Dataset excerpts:
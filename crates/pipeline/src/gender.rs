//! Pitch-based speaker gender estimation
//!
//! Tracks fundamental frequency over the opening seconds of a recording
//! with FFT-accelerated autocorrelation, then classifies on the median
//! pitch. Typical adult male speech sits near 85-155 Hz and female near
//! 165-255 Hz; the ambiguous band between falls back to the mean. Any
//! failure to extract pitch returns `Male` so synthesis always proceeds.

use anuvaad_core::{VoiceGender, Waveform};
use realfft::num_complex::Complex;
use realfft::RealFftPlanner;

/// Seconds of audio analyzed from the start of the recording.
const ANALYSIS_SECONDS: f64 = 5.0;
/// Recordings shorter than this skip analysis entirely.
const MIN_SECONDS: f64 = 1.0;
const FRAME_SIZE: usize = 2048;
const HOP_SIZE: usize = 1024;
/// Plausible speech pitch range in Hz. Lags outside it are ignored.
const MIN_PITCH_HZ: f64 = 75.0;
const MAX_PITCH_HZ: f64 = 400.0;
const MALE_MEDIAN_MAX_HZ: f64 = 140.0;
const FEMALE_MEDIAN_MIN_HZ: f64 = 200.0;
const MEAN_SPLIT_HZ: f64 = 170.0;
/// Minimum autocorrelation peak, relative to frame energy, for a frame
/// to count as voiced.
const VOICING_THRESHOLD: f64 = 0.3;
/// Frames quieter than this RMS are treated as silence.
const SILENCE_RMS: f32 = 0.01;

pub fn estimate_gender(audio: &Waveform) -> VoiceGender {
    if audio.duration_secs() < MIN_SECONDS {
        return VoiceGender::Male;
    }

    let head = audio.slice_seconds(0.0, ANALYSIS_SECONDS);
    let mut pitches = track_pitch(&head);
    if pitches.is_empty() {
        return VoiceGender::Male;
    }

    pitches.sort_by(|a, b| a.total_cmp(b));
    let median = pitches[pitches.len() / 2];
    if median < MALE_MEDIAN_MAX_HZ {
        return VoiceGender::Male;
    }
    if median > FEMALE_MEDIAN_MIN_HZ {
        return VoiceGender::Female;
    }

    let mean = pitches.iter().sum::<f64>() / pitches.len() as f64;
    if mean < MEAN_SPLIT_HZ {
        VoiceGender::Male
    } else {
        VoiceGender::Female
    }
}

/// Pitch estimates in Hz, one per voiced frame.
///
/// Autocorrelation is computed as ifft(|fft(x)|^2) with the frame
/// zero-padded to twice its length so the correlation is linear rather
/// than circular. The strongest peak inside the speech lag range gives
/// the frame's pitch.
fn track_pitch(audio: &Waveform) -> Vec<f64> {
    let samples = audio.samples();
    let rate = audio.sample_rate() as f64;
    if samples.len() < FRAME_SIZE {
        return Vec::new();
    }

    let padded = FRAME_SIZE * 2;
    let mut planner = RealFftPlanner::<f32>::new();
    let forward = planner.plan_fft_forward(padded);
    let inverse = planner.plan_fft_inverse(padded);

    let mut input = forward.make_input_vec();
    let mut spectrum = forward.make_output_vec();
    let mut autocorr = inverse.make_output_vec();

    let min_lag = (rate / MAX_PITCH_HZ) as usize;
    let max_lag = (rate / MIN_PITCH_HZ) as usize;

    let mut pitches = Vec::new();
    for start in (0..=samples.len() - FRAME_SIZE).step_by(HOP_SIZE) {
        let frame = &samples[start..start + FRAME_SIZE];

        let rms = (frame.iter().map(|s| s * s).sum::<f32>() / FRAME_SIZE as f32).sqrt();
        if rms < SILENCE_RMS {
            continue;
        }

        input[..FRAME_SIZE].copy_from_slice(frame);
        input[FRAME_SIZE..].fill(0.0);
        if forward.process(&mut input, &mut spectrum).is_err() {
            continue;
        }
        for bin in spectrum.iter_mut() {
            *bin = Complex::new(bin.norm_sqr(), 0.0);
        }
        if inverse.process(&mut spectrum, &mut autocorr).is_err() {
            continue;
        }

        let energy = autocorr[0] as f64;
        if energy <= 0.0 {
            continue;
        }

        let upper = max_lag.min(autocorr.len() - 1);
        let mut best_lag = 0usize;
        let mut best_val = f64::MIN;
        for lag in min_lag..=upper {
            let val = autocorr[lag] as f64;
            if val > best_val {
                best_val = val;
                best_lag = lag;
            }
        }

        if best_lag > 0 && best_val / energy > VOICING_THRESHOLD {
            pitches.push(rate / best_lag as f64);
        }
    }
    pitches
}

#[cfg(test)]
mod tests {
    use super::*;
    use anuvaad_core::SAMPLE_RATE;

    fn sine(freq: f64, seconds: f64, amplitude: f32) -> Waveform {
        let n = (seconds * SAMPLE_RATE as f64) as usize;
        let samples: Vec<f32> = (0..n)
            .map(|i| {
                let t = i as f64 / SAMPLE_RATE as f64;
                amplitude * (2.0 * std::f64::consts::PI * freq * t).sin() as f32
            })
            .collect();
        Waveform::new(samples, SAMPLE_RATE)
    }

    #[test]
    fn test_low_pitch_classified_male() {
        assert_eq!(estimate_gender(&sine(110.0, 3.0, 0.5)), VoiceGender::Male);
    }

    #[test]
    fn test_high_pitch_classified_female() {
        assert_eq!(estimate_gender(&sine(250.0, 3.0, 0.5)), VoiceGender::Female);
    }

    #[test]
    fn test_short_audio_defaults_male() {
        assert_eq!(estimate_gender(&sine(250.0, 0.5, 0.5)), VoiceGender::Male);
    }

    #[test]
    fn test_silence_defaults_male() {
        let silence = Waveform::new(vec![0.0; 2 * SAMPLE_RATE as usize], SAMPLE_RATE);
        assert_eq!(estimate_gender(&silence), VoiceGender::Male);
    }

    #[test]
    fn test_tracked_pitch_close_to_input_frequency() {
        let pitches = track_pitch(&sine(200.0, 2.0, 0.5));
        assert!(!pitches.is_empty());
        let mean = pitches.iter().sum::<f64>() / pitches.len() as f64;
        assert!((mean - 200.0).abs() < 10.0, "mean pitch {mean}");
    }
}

▶ [EXERCISE]:
In your answer, reproduce every entry exactly as it was written.

▶ [RESULT OF THIS EXERCISE]:
filename crates/pipeline/src/gender.rs
//! Pitch-based speaker gender estimation
//!
//! Tracks fundamental frequency over the opening seconds of a recording
//! with FFT-accelerated autocorrelation, then classifies on the median
//! pitch. Typical adult male speech sits near 85-155 Hz and female near
//! 165-255 Hz; the ambiguous band between falls back to the mean. Any
//! failure to extract pitch returns `Male` so synthesis always proceeds.

use anuvaad_core::{VoiceGender, Waveform};
use realfft::num_complex::Complex;
use realfft::RealFftPlanner;

/// Seconds of audio analyzed from the start of the recording.
const ANALYSIS_SECONDS: f64 = 5.0;
/// Recordings shorter than this skip analysis entirely.
const MIN_SECONDS: f64 = 1.0;
const FRAME_SIZE: usize = 2048;
const HOP_SIZE: usize = 1024;
/// Plausible speech pitch range in Hz. Lags outside it are ignored.
const MIN_PITCH_HZ: f64 = 75.0;
const MAX_PITCH_HZ: f64 = 400.0;
const MALE_MEDIAN_MAX_HZ: f64 = 140.0;
const FEMALE_MEDIAN_MIN_HZ: f64 = 200.0;
const MEAN_SPLIT_HZ: f64 = 170.0;
/// Minimum autocorrelation peak, relative to frame energy, for a frame
/// to count as voiced.
const VOICING_THRESHOLD: f64 = 0.3;
/// Frames quieter than this RMS are treated as silence.
const SILENCE_RMS: f32 = 0.01;

pub fn estimate_gender(audio: &Waveform) -> VoiceGender {
    if audio.duration_secs() < MIN_SECONDS {
        return VoiceGender::Male;
    }

    let head = audio.slice_seconds(0.0, ANALYSIS_SECONDS);
    let mut pitches = track_pitch(&head);
    if pitches.is_empty() {
        return VoiceGender::Male;
    }

    pitches.sort_by(|a, b| a.total_cmp(b));
    let median = pitches[pitches.len() / 2];
    if median < MALE_MEDIAN_MAX_HZ {
        return VoiceGender::Male;
    }
    if median > FEMALE_MEDIAN_MIN_HZ {
        return VoiceGender::Female;
    }

    let mean = pitches.iter().sum::<f64>() / pitches.len() as f64;
    if mean < MEAN_SPLIT_HZ {
        VoiceGender::Male
    } else {
        VoiceGender::Female
    }
}

/// Pitch estimates in Hz, one per voiced frame.
///
/// Autocorrelation is computed as ifft(|fft(x)|^2) with the frame
/// zero-padded to twice its length so the correlation is linear rather
/// than circular. The strongest peak inside the speech lag range gives
/// the frame's pitch.
fn track_pitch(audio: &Waveform) -> Vec<f64> {
    let samples = audio.samples();
    let rate = audio.sample_rate() as f64;
    if samples.len() < FRAME_SIZE {
        return Vec::new();
    }

    let padded = FRAME_SIZE * 2;
    let mut planner = RealFftPlanner::<f32>::new();
    let forward = planner.plan_fft_forward(padded);
    let inverse = planner.plan_fft_inverse(padded);

    let mut input = forward.make_input_vec();
    let mut spectrum = forward.make_output_vec();
    let mut autocorr = inverse.make_output_vec();

    let min_lag = (rate / MAX_PITCH_HZ) as usize;
    let max_lag = (rate / MIN_PITCH_HZ) as usize;

    let mut pitches = Vec::new();
    for start in (0..=samples.len() - FRAME_SIZE).step_by(HOP_SIZE) {
        let frame = &samples[start..start + FRAME_SIZE];

        let rms = (frame.iter().map(|s| s * s).sum::<f32>() / FRAME_SIZE as f32).sqrt();
        if rms < SILENCE_RMS {
            continue;
        }

        input[..FRAME_SIZE].copy_from_slice(frame);
        input[FRAME_SIZE..].fill(0.0);
        if forward.process(&mut input, &mut spectrum).is_err() {
            continue;
        }
        for bin in spectrum.iter_mut() {
            *bin = Complex::new(bin.norm_sqr(), 0.0);
        }
        if inverse.process(&mut spectrum, &mut autocorr).is_err() {
            continue;
        }

        let energy = autocorr[0] as f64;
        if energy <= 0.0 {
            continue;
        }

        let upper = max_lag.min(autocorr.len() - 1);
        let mut best_lag = 0usize;
        let mut best_val = f64::MIN;
        for lag in min_lag..=upper {
            let val = autocorr[lag] as f64;
            if val > best_val {
                best_val = val;
                best_lag = lag;
            }
        }

        if best_lag > 0 && best_val / energy > VOICING_THRESHOLD {
            pitches.push(rate / best_lag as f64);
        }
    }
    pitches
}

#[cfg(test)]
mod tests {
    use super::*;
    use anuvaad_core::SAMPLE_RATE;

    fn sine(freq: f64, seconds: f64, amplitude: f32) -> Waveform {
        let n = (seconds * SAMPLE_RATE as f64) as usize;
        let samples: Vec<f32> = (0..n)
            .map(|i| {
                let t = i as f64 / SAMPLE_RATE as f64;
                amplitude * (2.0 * std::f64::consts::PI * freq * t).sin() as f32
            })
            .collect();
        Waveform::new(samples, SAMPLE_RATE)
    }

    #[test]
    fn test_low_pitch_classified_male() {
        assert_eq!(estimate_gender(&sine(110.0, 3.0, 0.5)), VoiceGender::Male);
    }

    #[test]
    fn test_high_pitch_classified_female() {
        assert_eq!(estimate_gender(&sine(250.0, 3.0, 0.5)), VoiceGender::Female);
    }

    #[test]
    fn test_short_audio_defaults_male() {
        assert_eq!(estimate_gender(&sine(250.0, 0.5, 0.5)), VoiceGender::Male);
    }

    #[test]
    fn test_silence_defaults_male() {
        let silence = Waveform::new(vec![0.0; 2 * SAMPLE_RATE as usize], SAMPLE_RATE);
        assert_eq!(estimate_gender(&silence), VoiceGender::Male);
    }

    #[test]
    fn test_tracked_pitch_close_to_input_frequency() {
        let pitches = track_pitch(&sine(200.0, 2.0, 0.5));
        assert!(!pitches.is_empty());
        let mean = pitches.iter().sum::<f64>() / pitches.len() as f64;
        assert!((mean - 200.0).abs() < 10.0, "mean pitch {mean}");
    }
}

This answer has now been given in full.